(Supplied data)

//! Denavit-Hartenberg kinematic chains
//!
//! A serial chain of links, each described by standard DH parameters and a
//! joint kind. Evaluating the chain for a joint vector yields one transform
//! per link and their product, base to end effector. Only forward
//! kinematics is provided.

use super::error::{KinematicsError, KinematicsResult};
use super::htm::HomogeneousTM;
use super::tree::{FrameId, FrameTree};
use serde::{Deserialize, Serialize};
use tracing::debug;

/// How a joint value enters the DH parameters of its link
#[derive(Debug, Clone, Copy, PartialEq, Eq, Default, Serialize, Deserialize)]
#[serde(rename_all = "snake_case")]
pub enum JointKind {
    /// Joint value is added to `theta`
    #[default]
    Revolute,
    /// Joint value is added to `d`
    Prismatic,
    /// No joint value
    Fixed,
}

/// Standard DH parameters of one link
#[derive(Debug, Clone, Copy, PartialEq, Serialize, Deserialize)]
pub struct DhParameters {
    /// Link length along the new x axis
    pub a: f64,
    /// Link twist about the new x axis (radians)
    pub alpha: f64,
    /// Link offset along the previous z axis
    pub d: f64,
    /// Joint angle about the previous z axis (radians)
    pub theta: f64,
    #[serde(default)]
    pub joint: JointKind,
}

impl DhParameters {
    /// Revolute link: the joint value is added to `theta_offset`
    pub fn revolute(a: f64, alpha: f64, d: f64, theta_offset: f64) -> Self {
        Self {
            a,
            alpha,
            d,
            theta: theta_offset,
            joint: JointKind::Revolute,
        }
    }

    /// Prismatic link: the joint value is added to `d_offset`
    pub fn prismatic(a: f64, alpha: f64, d_offset: f64, theta: f64) -> Self {
        Self {
            a,
            alpha,
            d: d_offset,
            theta,
            joint: JointKind::Prismatic,
        }
    }

    /// Fixed link, posed by its DH parameters alone
    pub fn fixed(a: f64, alpha: f64, d: f64, theta: f64) -> Self {
        Self {
            a,
            alpha,
            d,
            theta,
            joint: JointKind::Fixed,
        }
    }

    /// Check if this link consumes a joint value
    pub fn is_movable(&self) -> bool {
        self.joint != JointKind::Fixed
    }

    /// Link transform for a joint value (ignored for fixed links)
    pub fn transform(&self, joint_value: f64) -> HomogeneousTM {
        match self.joint {
            JointKind::Revolute => {
                HomogeneousTM::from_dh(self.a, self.alpha, self.d, self.theta + joint_value)
            }
            JointKind::Prismatic => {
                HomogeneousTM::from_dh(self.a, self.alpha, self.d + joint_value, self.theta)
            }
            JointKind::Fixed => HomogeneousTM::from_dh(self.a, self.alpha, self.d, self.theta),
        }
    }
}

/// A named link of a chain
#[derive(Debug, Clone, PartialEq, Serialize, Deserialize)]
pub struct Link {
    pub name: String,
    pub dh: DhParameters,
}

/// Serial chain of DH links, ordered from base to end effector
#[derive(Debug, Clone, Default, PartialEq, Serialize, Deserialize)]
pub struct KinematicChain {
    links: Vec<Link>,
}

impl KinematicChain {
    /// Create an empty chain
    pub fn new() -> Self {
        Self::default()
    }

    /// Append a link at the end of the chain
    pub fn push_link(&mut self, name: impl Into<String>, dh: DhParameters) -> &mut Self {
        self.links.push(Link {
            name: name.into(),
            dh,
        });
        self
    }

    /// Builder: append a link
    pub fn with_link(mut self, name: impl Into<String>, dh: DhParameters) -> Self {
        self.push_link(name, dh);
        self
    }

    /// Links from base to end effector
    pub fn links(&self) -> &[Link] {
        &self.links
    }

    /// Number of movable joints
    pub fn dof(&self) -> usize {
        self.links.iter().filter(|link| link.dh.is_movable()).count()
    }

    /// Transform of every link relative to the previous one
    ///
    /// `joints` holds one value per movable joint, in chain order.
    pub fn link_transforms(&self, joints: &[f64]) -> KinematicsResult<Vec<HomogeneousTM>> {
        let dof = self.dof();
        if joints.len() != dof {
            return Err(KinematicsError::JointCountMismatch {
                expected: dof,
                actual: joints.len(),
            });
        }

        let mut values = joints.iter().copied();
        Ok(self
            .links
            .iter()
            .map(|link| {
                let q = if link.dh.is_movable() {
                    values.next().unwrap_or(0.0)
                } else {
                    0.0
                };
                link.dh.transform(q)
            })
            .collect())
    }

    /// Pose of the end effector in the base frame
    pub fn forward(&self, joints: &[f64]) -> KinematicsResult<HomogeneousTM> {
        Ok(self
            .link_transforms(joints)?
            .iter()
            .fold(HomogeneousTM::identity(), |acc, tf| acc.compose(tf)))
    }

    /// Create one frame per link below `base`, posed for `joints`
    ///
    /// Returns the new frame ids in chain order. The whole chain is checked
    /// before any frame is created, so on error the tree is unchanged.
    pub fn attach_to(
        &self,
        tree: &mut FrameTree,
        base: FrameId,
        joints: &[f64],
    ) -> KinematicsResult<Vec<FrameId>> {
        let transforms = self.link_transforms(joints)?;

        let planned: Vec<(&str, HomogeneousTM)> = self
            .links
            .iter()
            .zip(transforms.iter().copied())
            .map(|(link, tf)| (link.name.as_str(), tf))
            .collect();
        tree.check_chain(base, &planned)?;

        let mut parent = base;
        let mut ids = Vec::with_capacity(self.links.len());
        for (link, tf) in self.links.iter().zip(transforms) {
            let id = tree.create_frame(link.name.clone());
            tree.add_child(parent, id, tf)?;
            ids.push(id);
            parent = id;
        }

        debug!("attached {}-link chain ({} dof)", ids.len(), self.dof());
        Ok(ids)
    }

    /// Re-pose frames created by [`KinematicChain::attach_to`] for new joint values
    pub fn update_poses(
        &self,
        tree: &mut FrameTree,
        frames: &[FrameId],
        joints: &[f64],
    ) -> KinematicsResult<()> {
        if frames.len() != self.links.len() {
            return Err(KinematicsError::DimensionMismatch {
                what: "frame list",
                expected: format!("{} frames", self.links.len()),
                actual: format!("{} frames", frames.len()),
            });
        }

        for (id, tf) in frames.iter().zip(self.link_transforms(joints)?) {
            tree.set_pose(*id, tf)?;
        }
        Ok(())
    }
}

#[cfg(test)]
mod tests {
    use super::*;
    use crate::frames::FrameTreeConfig;
    use approx::relative_eq;
    use nalgebra::{Point3, Vector3};
    use std::f64::consts::FRAC_PI_2;

    const EPS: f64 = 1e-9;

    /// Planar two-link arm with a fixed tool offset
    fn planar_arm() -> KinematicChain {
        KinematicChain::new()
            .with_link("link1", DhParameters::revolute(1.0, 0.0, 0.0, 0.0))
            .with_link("link2", DhParameters::revolute(0.5, 0.0, 0.0, 0.0))
            .with_link("tool", DhParameters::fixed(0.1, 0.0, 0.0, 0.0))
    }

    #[test]
    fn test_dof_skips_fixed_links() {
        assert_eq!(planar_arm().dof(), 2);
        assert_eq!(planar_arm().links().len(), 3);
    }

    #[test]
    fn test_forward_zero_pose() {
        let tf = planar_arm().forward(&[0.0, 0.0]).unwrap();
        assert!(relative_eq!(tf.translation(), Vector3::new(1.6, 0.0, 0.0), epsilon = EPS));
    }

    #[test]
    fn test_forward_bent_elbow() {
        let tf = planar_arm().forward(&[0.0, FRAC_PI_2]).unwrap();
        assert!(relative_eq!(tf.translation(), Vector3::new(1.0, 0.6, 0.0), epsilon = EPS));
    }

    #[test]
    fn test_forward_matches_link_product() {
        let chain = planar_arm();
        let q = [0.3, -1.1];
        let links = chain.link_transforms(&q).unwrap();

        let expected = links[0].compose(&links[1]).compose(&links[2]);
        let tf = chain.forward(&q).unwrap();
        assert!(relative_eq!(*tf.matrix(), *expected.matrix(), epsilon = EPS));
    }

    #[test]
    fn test_prismatic_joint_extends_d() {
        let chain =
            KinematicChain::new().with_link("slide", DhParameters::prismatic(0.0, 0.0, 0.2, 0.0));
        let tf = chain.forward(&[0.3]).unwrap();
        assert!((tf.translation().z - 0.5).abs() < EPS);
    }

    #[test]
    fn test_joint_count_mismatch() {
        let result = planar_arm().forward(&[0.0]);
        assert_eq!(
            result,
            Err(KinematicsError::JointCountMismatch {
                expected: 2,
                actual: 1
            })
        );
    }

    #[test]
    fn test_attach_and_update() {
        let chain = planar_arm();
        let mut tree = FrameTree::new();
        let base = tree.create_frame("base");

        let frames = chain.attach_to(&mut tree, base, &[0.0, 0.0]).unwrap();
        assert_eq!(frames.len(), 3);
        assert_eq!(tree.search_frame(base, "tool"), Some(frames[2]));

        let tip = tree
            .transform_point(&Point3::origin(), frames[2], base)
            .unwrap();
        assert!(relative_eq!(tip, Point3::new(1.6, 0.0, 0.0), epsilon = EPS));

        chain
            .update_poses(&mut tree, &frames, &[FRAC_PI_2, 0.0])
            .unwrap();
        let tip = tree
            .transform_point(&Point3::origin(), frames[2], base)
            .unwrap();
        assert!(relative_eq!(tip, Point3::new(0.0, 1.6, 0.0), epsilon = EPS));
    }

    #[test]
    fn test_attach_rejects_duplicate_link_names() {
        let chain = KinematicChain::new()
            .with_link("link", DhParameters::revolute(1.0, 0.0, 0.0, 0.0))
            .with_link("link", DhParameters::revolute(1.0, 0.0, 0.0, 0.0));
        let mut tree = FrameTree::new();
        let base = tree.create_frame("base");

        let result = chain.attach_to(&mut tree, base, &[0.0, 0.0]);
        assert!(matches!(result, Err(KinematicsError::DuplicateName { .. })));
        assert_eq!(tree.len(), 1);
        assert!(tree.children(base).is_empty());
    }

    #[test]
    fn test_failed_attach_leaves_tree_unchanged() {
        let mut tree = FrameTree::new();
        let base = tree.create_frame("base");
        let elbow = tree.create_frame("elbow");
        tree.add_child(base, elbow, HomogeneousTM::identity()).unwrap();

        let chain = KinematicChain::new()
            .with_link("shoulder", DhParameters::revolute(0.0, FRAC_PI_2, 0.3, 0.0))
            .with_link("elbow", DhParameters::revolute(0.4, 0.0, 0.0, 0.0));

        let result = chain.attach_to(&mut tree, base, &[0.0, 0.0]);
        assert_eq!(
            result,
            Err(KinematicsError::DuplicateName {
                parent: "shoulder".to_string(),
                name: "elbow".to_string(),
            })
        );
        assert_eq!(tree.search_frame(base, "shoulder"), None);
        assert_eq!(tree.len(), 2);
        assert_eq!(tree.roots(), vec![base]);
        assert_eq!(tree.children(base), vec![elbow]);
    }

    #[test]
    fn test_permissive_attach_checks_first_link_against_siblings() {
        let mut tree = FrameTree::with_config(FrameTreeConfig::permissive());
        let base = tree.create_frame("base");
        let tool = tree.create_frame("tool");
        tree.add_child(base, tool, HomogeneousTM::identity()).unwrap();

        // Repeated names deeper in the chain are fine without tree-wide uniqueness
        let nested = KinematicChain::new()
            .with_link("arm", DhParameters::revolute(1.0, 0.0, 0.0, 0.0))
            .with_link("tool", DhParameters::fixed(0.1, 0.0, 0.0, 0.0));
        assert!(nested.attach_to(&mut tree, base, &[0.0]).is_ok());

        let clashing =
            KinematicChain::new().with_link("tool", DhParameters::fixed(0.1, 0.0, 0.0, 0.0));
        let before = tree.len();
        assert!(matches!(
            clashing.attach_to(&mut tree, base, &[]),
            Err(KinematicsError::DuplicateName { .. })
        ));
        assert_eq!(tree.len(), before);
    }

    #[test]
    fn test_chain_from_toml() {
        let text = r#"
            [[links]]
            name = "shoulder"
            dh = { a = 0.0, alpha = 1.5707963267948966, d = 0.3, theta = 0.0 }

            [[links]]
            name = "flange"
            dh = { a = 0.0, alpha = 0.0, d = 0.1, theta = 0.0, joint = "fixed" }
        "#;
        let chain: KinematicChain = toml::from_str(text).unwrap();

        assert_eq!(chain.dof(), 1);
        assert_eq!(chain.links()[0].dh.joint, JointKind::Revolute);
        assert_eq!(chain.links()[1].dh.joint, JointKind::Fixed);

        // Twist turns the flange offset from z into -y
        let tf = chain.forward(&[0.0]).unwrap();
        assert!(relative_eq!(tf.translation(), Vector3::new(0.0, -0.1, 0.3), epsilon = EPS));
    }
}
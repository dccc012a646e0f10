//! HORUS Kinematic Frames
//!
//! Reference frame hierarchy and homogeneous transformation matrices for
//! describing rigid-body poses between frames.
//!
//! # Overview
//!
//! The frames system provides:
//! - Homogeneous transform math (DH construction, composition, inverse)
//! - Elementary rotations (roll about Z, pitch about Y, yaw about X)
//! - A named frame tree with tree-wide lookup from any node
//! - Pose resolution between any two frames of the same tree
//! - Denavit-Hartenberg kinematic chains (forward kinematics only)
//!
//! # Example
//!
//! ```rust
//! use horus_kinematics::frames::{FrameTree, HomogeneousTM};
//! use std::f64::consts::FRAC_PI_2;
//!
//! let mut tree = FrameTree::new();
//! let base = tree.create_frame("base");
//! let arm1 = tree.create_frame("arm1");
//! let gripper = tree.create_frame("gripper");
//!
//! // Shoulder: 0.3m link rotated about the base z axis
//! tree.add_child(base, arm1, HomogeneousTM::from_dh(0.3, 0.0, 0.1, FRAC_PI_2))?;
//! tree.add_child(arm1, gripper, HomogeneousTM::from_translation(0.2, 0.0, 0.0))?;
//!
//! // Lookup works from any node of the tree
//! assert_eq!(tree.search_frame(gripper, "base"), Some(base));
//!
//! // Pose of the gripper expressed in the base frame
//! let pose = tree.resolve(gripper, base)?;
//! assert!((pose.translation().y - 0.5).abs() < 1e-12);
//! # Ok::<(), horus_kinematics::KinematicsError>(())
//! ```

mod chain;
mod config;
mod error;
mod htm;
mod rotation;
mod tree;

// Re-export all public types
pub use chain::{DhParameters, JointKind, KinematicChain, Link};
pub use config::FrameTreeConfig;
pub use error::{KinematicsError, KinematicsResult};
pub use htm::HomogeneousTM;
pub use tree::{create_shared_tree, FrameId, FrameNode, FrameTree, SharedFrameTree};
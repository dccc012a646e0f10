//! Configuration for the frame tree

use serde::{Deserialize, Serialize};

/// Default orthonormality tolerance for edge poses
pub const DEFAULT_RIGID_TOLERANCE: f64 = 1e-6;

/// Configuration for [`FrameTree`](super::FrameTree)
///
/// Controls how strictly attach operations are validated.
#[derive(Debug, Clone, PartialEq, Serialize, Deserialize)]
#[serde(default)]
pub struct FrameTreeConfig {
    /// Require frame names to be unique across a whole tree
    ///
    /// Tree-wide lookup returns the first match of a pre-order search, so
    /// only unique names resolve unambiguously. When false, only a collision
    /// with a direct sibling is rejected.
    ///
    /// Default: true
    pub unique_names: bool,

    /// Tolerance used to check that edge poses are rigid transforms
    ///
    /// `None` disables the check.
    ///
    /// Default: Some(1e-6)
    pub rigid_tolerance: Option<f64>,
}

impl Default for FrameTreeConfig {
    fn default() -> Self {
        Self::strict()
    }
}

impl FrameTreeConfig {
    /// Tree-wide unique names and rigid edge poses
    pub fn strict() -> Self {
        Self {
            unique_names: true,
            rigid_tolerance: Some(DEFAULT_RIGID_TOLERANCE),
        }
    }

    /// Sibling-only name checks, edge poses accepted as given
    pub fn permissive() -> Self {
        Self {
            unique_names: false,
            rigid_tolerance: None,
        }
    }

    /// Builder: set name uniqueness
    pub fn with_unique_names(mut self, unique: bool) -> Self {
        self.unique_names = unique;
        self
    }

    /// Builder: set rigid tolerance
    pub fn with_rigid_tolerance(mut self, tolerance: Option<f64>) -> Self {
        self.rigid_tolerance = tolerance;
        self
    }
}
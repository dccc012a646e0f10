//! Error types for frame and transform operations

use thiserror::Error;

/// Kinematics errors
#[derive(Debug, Clone, PartialEq, Error)]
pub enum KinematicsError {
    #[error("{what} must be {expected}, got {actual}")]
    DimensionMismatch {
        what: &'static str,
        expected: String,
        actual: String,
    },

    #[error("Required argument '{0}' is missing")]
    NullArgument(&'static str),

    #[error("Frame '{0}' not found")]
    FrameNotFound(String),

    #[error("Frame '{parent}' already has a frame named '{name}' in its tree")]
    DuplicateName { parent: String, name: String },

    #[error("Attaching '{child}' under '{parent}' would create a cycle")]
    CycleDetected { parent: String, child: String },

    #[error("Frames '{0}' and '{1}' do not share a root")]
    NoCommonRoot(String, String),

    #[error("Pose of frame '{0}' is not a rigid transform")]
    NotRigid(String),

    #[error("Chain has {expected} joints but {actual} joint values were given")]
    JointCountMismatch { expected: usize, actual: usize },
}

/// Result type for kinematics operations
pub type KinematicsResult<T> = Result<T, KinematicsError>;

impl KinematicsError {
    pub(crate) fn dimension_mismatch(
        what: &'static str,
        expected: (usize, usize),
        actual: (usize, usize),
    ) -> Self {
        Self::DimensionMismatch {
            what,
            expected: format!("{}x{}", expected.0, expected.1),
            actual: format!("{}x{}", actual.0, actual.1),
        }
    }
}
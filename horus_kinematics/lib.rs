//! # HORUS Kinematics
//!
//! Coordinate frame and rigid-body transform substrate for HORUS kinematics
//! planning.
//!
//! ## Structure
//!
//! ```text
//! horus_kinematics/
//! ── frames/         # Frame tree, homogeneous transforms, DH chains
//! ```
//!
//! ## Usage
//!
//! ```rust
//! use horus_kinematics::{FrameTree, HomogeneousTM};
//! use nalgebra::Point3;
//!
//! let mut tree = FrameTree::new();
//! let base = tree.create_frame("base");
//! let arm = tree.create_frame("arm1");
//! tree.add_child(base, arm, HomogeneousTM::from_translation(0.0, 0.0, 0.5))
//!     .unwrap();
//!
//! let found = tree.search_frame(arm, "base");
//! assert_eq!(found, Some(base));
//!
//! let p = tree
//!     .transform_point(&Point3::new(0.1, 0.0, 0.0), arm, base)
//!     .unwrap();
//! assert!((p.z - 0.5).abs() < 1e-12);
//! ```

pub mod frames;

// Re-export the frame API at the crate root for convenience
pub use frames::{
    DhParameters, FrameId, FrameNode, FrameTree, FrameTreeConfig, HomogeneousTM, JointKind,
    KinematicChain, KinematicsError, KinematicsResult, Link,
};
//! Page loading pipeline.
//!
//! Turns an address into a [`Page`]: decode the route, look up the source,
//! fetch and render the document, group it into blocks and bind its links.

use maud::Markup;
use tracing::{info, warn};

use crate::error::ViewerError;
use crate::fetch::{DocumentFetcher, FetchRequest};
use crate::markdown::MarkdownRenderer;
use crate::pages;
use crate::registry::{Source, SourceRegistry};
use crate::rewire::{self, LinkContext, LinkTarget};
use crate::route::{self, Route};
use crate::segment::{self, Block};

/// Rendered document of a source.
#[derive(Debug, Clone)]
pub struct DocumentPage {
    pub source: Source,
    /// Sanitized document path, without `.md`.
    pub doc_path: String,
    /// Content grouped by heading, links bound.
    pub blocks: Vec<Block>,
}

impl DocumentPage {
    /// Bound links of the document in order.
    pub fn links(&self) -> Vec<LinkTarget> {
        self.blocks
            .iter()
            .flat_map(|block| rewire::bindings(block.nodes()))
            .collect()
    }
}

/// Loaded content for one address.
#[derive(Debug)]
pub enum Page {
    /// Overview of registered sources.
    Landing { sources: Vec<Source> },
    Document(DocumentPage),
    /// Load failure shown inline.
    Error(ViewerError),
}

impl Page {
    /// Navigation targets reachable from this page.
    pub fn links(&self) -> Vec<LinkTarget> {
        match self {
            Page::Landing { sources } => sources
                .iter()
                .map(|source| LinkTarget {
                    text: source.name.clone(),
                    href: format!("#{}", route::source_root_address(&source.id)),
                    address: route::source_root_address(&source.id),
                })
                .collect(),
            Page::Document(document) => document.links(),
            Page::Error(err) => {
                let mut links = Vec::new();
                if let Some(source_id) = err.source_id() {
                    let address = route::source_root_address(source_id);
                    links.push(LinkTarget {
                        text: "Open source root".to_string(),
                        href: format!("#{}", address),
                        address,
                    });
                }
                links.push(LinkTarget {
                    text: "Go home".to_string(),
                    href: "#/".to_string(),
                    address: "/".to_string(),
                });
                links
            }
        }
    }

    /// HTML document for this page.
    pub fn to_markup(&self) -> Markup {
        match self {
            Page::Landing { sources } => pages::landing::generate(sources),
            Page::Document(document) => pages::document::generate(document),
            Page::Error(err) => pages::error::generate(err),
        }
    }
}

/// Loads pages from a registry and a fetcher.
pub struct Viewer<R, F> {
    registry: R,
    fetcher: F,
    renderer: MarkdownRenderer<'static>,
}

impl<R: SourceRegistry, F: DocumentFetcher> Viewer<R, F> {
    pub fn new(registry: R, fetcher: F) -> Self {
        Self {
            registry,
            fetcher,
            renderer: MarkdownRenderer::new(),
        }
    }

    /// Registry sources are read from.
    pub fn registry(&self) -> &R {
        &self.registry
    }

    /// Loads the page for an address.
    ///
    /// Never fails: load errors become [`Page::Error`].
    pub fn open(&self, address: &str) -> Page {
        let route = route::decode(address);
        info!(address, ?route, "opening");

        match self.load(&route) {
            Ok(page) => page,
            Err(err) => {
                warn!(error = %err, "page failed to load");
                Page::Error(err)
            }
        }
    }

    /// Loads the page for a decoded route.
    ///
    /// # Errors
    ///
    /// Returns [`ViewerError::SourceNotFound`] or
    /// [`ViewerError::DocumentFetchFailed`] for document routes.
    pub fn load(&self, route: &Route) -> Result<Page, ViewerError> {
        match route {
            Route::Landing => Ok(Page::Landing {
                sources: self.registry.list_or_empty(),
            }),
            Route::Document {
                source_id,
                doc_path,
            } => self.load_document(source_id, doc_path).map(Page::Document),
        }
    }

    /// Fetches, renders, segments and rewires one document.
    ///
    /// # Errors
    ///
    /// Returns [`ViewerError::SourceNotFound`] when the source is not
    /// registered and [`ViewerError::DocumentFetchFailed`] when the fetcher
    /// fails.
    pub fn load_document(
        &self,
        source_id: &str,
        doc_path: &str,
    ) -> Result<DocumentPage, ViewerError> {
        let source = self
            .registry
            .get_by_id(source_id)
            .ok_or_else(|| ViewerError::SourceNotFound(source_id.to_string()))?;

        let doc_path = crate::path::sanitize(doc_path);
        let request = FetchRequest::for_document(&source, &doc_path);
        let markdown =
            self.fetcher
                .fetch(&request)
                .map_err(|e| ViewerError::DocumentFetchFailed {
                    source_id: source.id.clone(),
                    path: request.path.clone(),
                    source: e,
                })?;

        let context = LinkContext::document(source.id.as_str(), doc_path.as_str());
        let mut blocks = segment::segment(self.renderer.render(&markdown));
        for block in &mut blocks {
            rewire::rewire(block.nodes_mut(), &context);
        }

        Ok(DocumentPage {
            source,
            doc_path,
            blocks,
        })
    }
}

(End Supplied data)

Task ->
A complete answer gives every line of the records holding "gripper".

Answer for this exercise ->
//! let gripper = tree.create_frame("gripper");
//! tree.add_child(arm1, gripper, HomogeneousTM::from_translation(0.2, 0.0, 0.0))?;
//! assert_eq!(tree.search_frame(gripper, "base"), Some(base));
//! // Pose of the gripper expressed in the base frame
//! let pose = tree.resolve(gripper, base)?;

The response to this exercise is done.